Thursday, March 2, 2017




Four years tomorrow.
That is how long you have been gone from us.
You chose to die on a beautiful Sunday morning at 6:37 a.m. on March 3, 2013.  You always were an early bird from the time you were born.

I never know how I am going to react on the day, days or weeks of the month that you died.  Just as I didn't really know how I was going to be after you died.  I was so caught up in your struggle as well as being in shock, so when a hospice worker asked how I would be when you died, I said, "I don't really know".

Well, after four sometimes blurred, sometimes too clear years, I know.

Being a mother, for me, was the prime mission that I have had in life.  Once you children were born, I was only in this world to make it good and loving for all of you.  I think you all got this
message.

Life doesn't care what our goals are.  It just is.  And so, when my daughter Alexia was born, after I had been ill for the nine months that I was pregnant, I mourned for years every March 18. Until finally, I woke up one day, and realized that I had not even noticed that the day had passed.  Not so with March 3.

We all mourn alone.  I write this blog through my tears, and my husband turns inward and cannot even look at me as I cry.  It is too painful for him.  I get it. No one, even the most understanding, can get into my head to really know how sad I am.
I have strange thoughts and rituals since you have died.  I still have a uterine "memory" that pulls at me when I think of giving birth to you. It's like cell memory, a place that is personal and not explainable.  I sleep every night with that awful pillow that you loved and wouldn't let me replace for you.  I greet you every morning and every night with a song that we used to sing. And, I go to sleep hoping you will visit me.

Next to my bed, is a tiny glass container with a lock of your hair.  It was starting to get some gray strands.  You would have been a really distinguished looking man as you matured because you had a stately stature and a very handsome face.  Not just my opinion.

None of these rituals bring you any closer to me.  Today, the last day you lay dying, I remember the constant groaning that were the only sounds you made for thirteen days.  A hospice chaplain, not your typical religious image, said that you were sorting out your life as you lay dying.  He told me that he could see you already walking in a field, with your dog by your side and that you were ok. He believed that he had a gift that allowed him to go into your mind, and that you had allowed it. Since you loved being in the outdoors, I wanted to believe him.
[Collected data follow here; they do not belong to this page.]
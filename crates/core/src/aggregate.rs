//! Aggregate root trait and optimistic concurrency expectations.

use crate::entity::Entity;

/// Aggregate root marker + minimal interface.
///
/// An aggregate root is the only entry point for mutating the entities it owns.
/// Children (e.g. sale line items) are reached and changed through it, never
/// loaded or saved on their own.
pub trait AggregateRoot: Entity {
    /// Monotonically increasing version of the aggregate's persisted state.
    ///
    /// Starts at 0 for a never-saved aggregate and is bumped by the storage
    /// layer on every successful write.
    fn version(&self) -> u64;
}

/// Optimistic concurrency expectation for an aggregate.
#[derive(Debug, Copy, Clone, PartialEq, Eq)]
pub enum ExpectedVersion {
    /// Skip version checking.
    Any,
    /// Require the aggregate to be at an exact version.
    Exact(u64),
}

impl ExpectedVersion {
    pub fn matches(self, actual: u64) -> bool {
        match self {
            ExpectedVersion::Any => true,
            ExpectedVersion::Exact(v) => v == actual,
        }
    }
}
//! HTTP application wiring (Axum router + service wiring).
//!
//! - `services.rs`: repository/event bus wiring behind [`services::AppServices`]
//! - `routes/`: HTTP routes + handlers
//! - `dto.rs`: request DTOs and JSON mapping helpers
//! - `errors.rs`: consistent error responses

use std::sync::Arc;

use axum::{routing::get, Extension, Router};
use tower::ServiceBuilder;

use crate::config::ApiConfig;
use crate::middleware;

pub mod dto;
pub mod errors;
pub mod routes;
pub mod services;

pub use services::AppServices;

/// Build the full HTTP router from configuration (used by `main.rs`).
pub async fn build_app(config: &ApiConfig) -> anyhow::Result<Router> {
    let services = services::build_services(config).await?;
    tracing::info!(backend = services.backend(), "sale services ready");
    Ok(router(Arc::new(services)))
}

/// Router over already-built services.
pub fn router(services: Arc<AppServices>) -> Router {
    Router::new()
        .route("/health", get(routes::system::health))
        .nest("/api", routes::router().layer(Extension(services)))
        .layer(ServiceBuilder::new().layer(axum::middleware::from_fn(middleware::trace_requests)))
}
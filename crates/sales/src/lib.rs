//! Sales domain module.
//!
//! This crate contains the business rules for sales and their line items,
//! implemented purely as deterministic domain logic (no IO, no HTTP, no
//! storage). Persistence and event publication live in `salesdesk-infra`.

pub mod discount;
pub mod events;
pub mod item;
pub mod rules;
pub mod sale;

pub use discount::{DiscountTier, discount};
pub use events::{AGGREGATE_TYPE, SaleCancelled, SaleCreated, SaleDeleted, SaleEvent, SaleModified};
pub use item::{SaleItem, SaleItemState};
pub use sale::{BranchRef, CustomerRef, ItemLine, Sale, SaleState};
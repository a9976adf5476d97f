//! Sale persistence boundary.
//!
//! A repository stores whole aggregates: a sale is always read and written
//! together with its items. Implementations enforce two things the domain
//! cannot see on its own:
//!
//! - **Unique sale numbers** across all stored sales
//! - **Optimistic concurrency** against the stored `version`
//!
//! The stored version starts at 1 on insert and is bumped on every update.

pub mod in_memory;
pub mod postgres;

use std::sync::Arc;

use thiserror::Error;

use salesdesk_core::{ExpectedVersion, SaleId};
use salesdesk_sales::Sale;

use crate::query::SaleFilter;

pub use in_memory::InMemorySaleRepository;
pub use postgres::PostgresSaleRepository;

/// Repository operation error.
///
/// These are storage outcomes, not domain rule failures.
#[derive(Debug, Error)]
pub enum RepositoryError {
    #[error("sale number {0} already exists")]
    DuplicateSaleNumber(i64),

    #[error("sale {0} not found")]
    NotFound(SaleId),

    #[error("optimistic concurrency check failed: {0}")]
    Concurrency(String),

    #[error("storage backend error: {0}")]
    Backend(String),
}

#[async_trait::async_trait]
pub trait SaleRepository: Send + Sync {
    /// Store a new sale. Returns it as stored (version 1).
    async fn insert(&self, sale: Sale) -> Result<Sale, RepositoryError>;

    async fn get(&self, id: SaleId) -> Result<Option<Sale>, RepositoryError>;

    async fn get_by_number(&self, sale_number: i64) -> Result<Option<Sale>, RepositoryError>;

    /// Replace a stored sale (header and the full item list).
    ///
    /// Returns the sale as stored, with its version bumped.
    async fn update(&self, sale: Sale, expected: ExpectedVersion) -> Result<Sale, RepositoryError>;

    /// Sales matching `filter`, ordered by sale number ascending.
    async fn list(&self, filter: &SaleFilter) -> Result<Vec<Sale>, RepositoryError>;

    /// Remove a sale and its items. `false` when nothing was stored under `id`.
    async fn delete(&self, id: SaleId) -> Result<bool, RepositoryError>;
}

#[async_trait::async_trait]
impl<R> SaleRepository for Arc<R>
where
    R: SaleRepository + ?Sized,
{
    async fn insert(&self, sale: Sale) -> Result<Sale, RepositoryError> {
        (**self).insert(sale).await
    }

    async fn get(&self, id: SaleId) -> Result<Option<Sale>, RepositoryError> {
        (**self).get(id).await
    }

    async fn get_by_number(&self, sale_number: i64) -> Result<Option<Sale>, RepositoryError> {
        (**self).get_by_number(sale_number).await
    }

    async fn update(&self, sale: Sale, expected: ExpectedVersion) -> Result<Sale, RepositoryError> {
        (**self).update(sale, expected).await
    }

    async fn list(&self, filter: &SaleFilter) -> Result<Vec<Sale>, RepositoryError> {
        (**self).list(filter).await
    }

    async fn delete(&self, id: SaleId) -> Result<bool, RepositoryError> {
        (**self).delete(id).await
    }
}

/// The same sale, stamped with a storage version.
pub(crate) fn at_version(sale: Sale, version: u64) -> Sale {
    let mut state = sale.to_state();
    state.version = version;
    Sale::restore(state)
}
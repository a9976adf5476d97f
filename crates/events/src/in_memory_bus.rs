//! In-memory event bus for tests/dev.

use std::sync::{Mutex, mpsc};

use thiserror::Error;

use crate::bus::{EventBus, Subscription};

#[derive(Debug, Error)]
pub enum InMemoryBusError {
    /// Publish failed due to internal lock poisoning.
    #[error("in-memory event bus lock poisoned")]
    Poisoned,
}

/// In-memory pub/sub bus.
///
/// - No IO / no async
/// - Best-effort fan-out to every live subscriber
/// - Subscribers whose receiver was dropped are pruned on the next publish
#[derive(Debug)]
pub struct InMemoryEventBus<M> {
    subscribers: Mutex<Vec<mpsc::Sender<M>>>,
}

impl<M> InMemoryEventBus<M> {
    pub fn new() -> Self {
        Self::default()
    }

    /// Number of subscribers still registered.
    pub fn subscriber_count(&self) -> usize {
        self.subscribers.lock().map(|s| s.len()).unwrap_or(0)
    }
}

impl<M> Default for InMemoryEventBus<M> {
    fn default() -> Self {
        Self {
            subscribers: Mutex::new(Vec::new()),
        }
    }
}

impl<M> EventBus<M> for InMemoryEventBus<M>
where
    M: Clone + Send + 'static,
{
    type Error = InMemoryBusError;

    fn publish(&self, message: M) -> Result<(), Self::Error> {
        let mut subs = self.subscribers.lock().map_err(|_| InMemoryBusError::Poisoned)?;

        subs.retain(|tx| tx.send(message.clone()).is_ok());
        tracing::trace!(subscribers = subs.len(), "published to in-memory bus");

        Ok(())
    }

    fn subscribe(&self) -> Subscription<M> {
        let (tx, rx) = mpsc::channel();

        // A poisoned lock still yields a subscription; it just never receives.
        if let Ok(mut subs) = self.subscribers.lock() {
            subs.push(tx);
        }

        Subscription::new(rx)
    }
}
Once the morphine had been pumped into you, you never opened your eyes again.  When the hospice doctor woke you and asked if you wanted to stop the dying process, you adamently shook your head and said "NO"! Dying wasn't easy for you, George, but neither was watching your life fall apart from MS.  Aside from the fast progression of your disease and your physical disability and pain, you had to deal with emotional pain.  For a man with a huge heart, you learned that people can be weak and unthinkingly cruel. So many never called or visited you.  You needed to feel the love and friendship, and many just didn't take the time.  Your world got so small, and I cringed at the injustice of all that was inflicted upon you.

So, as I wait for tomorrow, the "day", I try and decide where I am in this valley of grief.  I have not accepted your death, a word you abhorred and said it was giving in to MS.  I am no longer in shock and certainly not in denial.  I am a different person and do not cling to this life and earthly existence since you have died.  My perspective has tilted.  I still feel love and pain for your children, and yes even your wife who did the unimaginable and was divorcing you.  I think of all the wonderful events you will miss and have already missed.  Graduations, football games, achievements of your beautiful children and eventually walking Stacia, your clone, down the aisle.  I am thankful for your two beautiful sisters and worry for my husband who has had many health issues since you died.  So, where am I in this life?

RESIGNED...a word that means I've had my core being hollowed out. What is left is a moving, talking woman who partakes of daily existence with half a heart.  Resigned...and not looking forward to seeing this anniversay come for years and years.  Missing you and always, always LOVING you.